1A is shown in FIG. 1B , but with an acute angle (α-41, α-42) between the main longitudinal axes 411, 421 and the base surface 2 or an acute angle (α-41, α-42) between the main longitudinal axes 411, 421 and the base surface ( Instead of the respective tangents at the intersection points of 2), an obtuse angle (β-41) between the main longitudinal axis 411 and the vertical channel line 413 of the channel 41 is shown. By this, the vertical channel line extends through the center point M-41 of the channel 41, which lies on the main longitudinal axis 411 and in particular the front and rear ends of the channel 41 are uniform therefrom. They are well spaced apart. The vertical channel line is additionally a tangent to the base surface 2 (tangent T -41) are perpendicular to each other. The obtuse angle (β-42) between the main longitudinal axis 421 of channel 42 and the vertical channel line 423 of channel 42 is shown in the same manner. Thereby, the obtuse angle β-41 of the channels 41 arranged in the heel area FB is larger than the obtuse angle β-42 arranged in the midfoot area MFB.

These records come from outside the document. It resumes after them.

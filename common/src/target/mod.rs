// Target database access
//
// A target connection is opened per request from a connection descriptor,
// runs the rendered statements and is closed before the response is built.

pub mod mysql;
pub mod postgres;

use crate::composer::sql::Dialect;
use crate::errors::TargetError;
use crate::models::{ConnectionDescriptor, DriverKind};
use async_trait::async_trait;
use serde_json::Value;
use std::time::Duration;

/// One result row, columns in select order
pub type Row = serde_json::Map<String, Value>;

/// An open connection to a target database
#[async_trait]
pub trait TargetConnection: Send {
    /// Placeholder convention expected by this connection
    fn dialect(&self) -> Dialect;

    /// Run a statement and collect every row
    async fn fetch_rows(&mut self, sql: &str, args: &[Value]) -> Result<Vec<Row>, TargetError>;

    /// Run a statement returning a single integer (first column of first row)
    async fn fetch_scalar(&mut self, sql: &str, args: &[Value]) -> Result<i64, TargetError>;

    /// Release the connection
    async fn close(self: Box<Self>) -> Result<(), TargetError>;
}

/// Opens target connections from descriptors
#[async_trait]
pub trait TargetConnector: Send + Sync {
    async fn connect(
        &self,
        descriptor: &ConnectionDescriptor,
    ) -> Result<Box<dyn TargetConnection>, TargetError>;
}

/// Connector dispatching on the descriptor's driver
#[derive(Debug, Clone)]
pub struct DefaultConnector {
    connect_timeout: Duration,
}

impl DefaultConnector {
    pub fn new(connect_timeout_seconds: u64) -> Self {
        Self {
            connect_timeout: Duration::from_secs(connect_timeout_seconds),
        }
    }
}

#[async_trait]
impl TargetConnector for DefaultConnector {
    #[tracing::instrument(skip(self, descriptor), fields(driver = %descriptor.driver))]
    async fn connect(
        &self,
        descriptor: &ConnectionDescriptor,
    ) -> Result<Box<dyn TargetConnection>, TargetError> {
        let driver: DriverKind = descriptor
            .driver
            .parse()
            .map_err(|_| TargetError::UnsupportedDriver(descriptor.driver.clone()))?;

        match driver {
            DriverKind::MySql => {
                let conn = mysql::MySqlConnection::connect(&descriptor.dsn, self.connect_timeout).await?;
                Ok(Box::new(conn))
            }
            DriverKind::Postgres => {
                let conn =
                    postgres::PostgresConnection::connect(&descriptor.dsn, self.connect_timeout).await?;
                Ok(Box::new(conn))
            }
        }
    }
}

/// Interpret the first column of the first row as an integer count
pub(crate) fn scalar_from_rows(rows: &[Row]) -> Result<i64, TargetError> {
    let value = rows
        .first()
        .and_then(|row| row.values().next())
        .ok_or_else(|| TargetError::QueryFailed("Scalar query returned no rows".to_string()))?;

    match value {
        Value::Number(n) => n
            .as_i64()
            .or_else(|| n.as_f64().map(|f| f as i64))
            .ok_or_else(|| TargetError::QueryFailed(format!("Scalar value {} is out of range", n))),
        Value::String(s) => s
            .trim()
            .parse::<i64>()
            .map_err(|_| TargetError::QueryFailed(format!("Scalar value '{}' is not an integer", s))),
        Value::Null => Ok(0),
        other => Err(TargetError::QueryFailed(format!(
            "Scalar value {} is not an integer",
            other
        ))),
    }
}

A channel with a teardrop-shaped outline is shown in Figure 2 in a cross-section along the V, L planes, and thus in the longitudinal direction (L) of the midsole and perpendicular to the transverse direction (Q) of the midsole. The teardrop contour essentially consists of an isosceles triangle with a rounded tip, and a spherical segment, in this case a hemisphere, as suggested by the dashed lines. The teardrop-shaped profile can thereby also be described, for example, as a pointed arcuate profile. Since the channel walls of each channel move towards each other, this causes partial or complete closure of the lateral openings, the horizontal force (F _H ), i.e. the force acting opposite the longitudinal direction (L), as well as This teardrop-shaped contour turns out to be particularly advantageous for the heel region, since the normal forces (F _V ), i.e. forces acting in the vertical direction (V), can be attenuated efficiently. Thereby, the cushioning of horizontally acting forces can be fully implemented without division of the midsole and even in the case of channels completely formed by the midsole in the V, L planes.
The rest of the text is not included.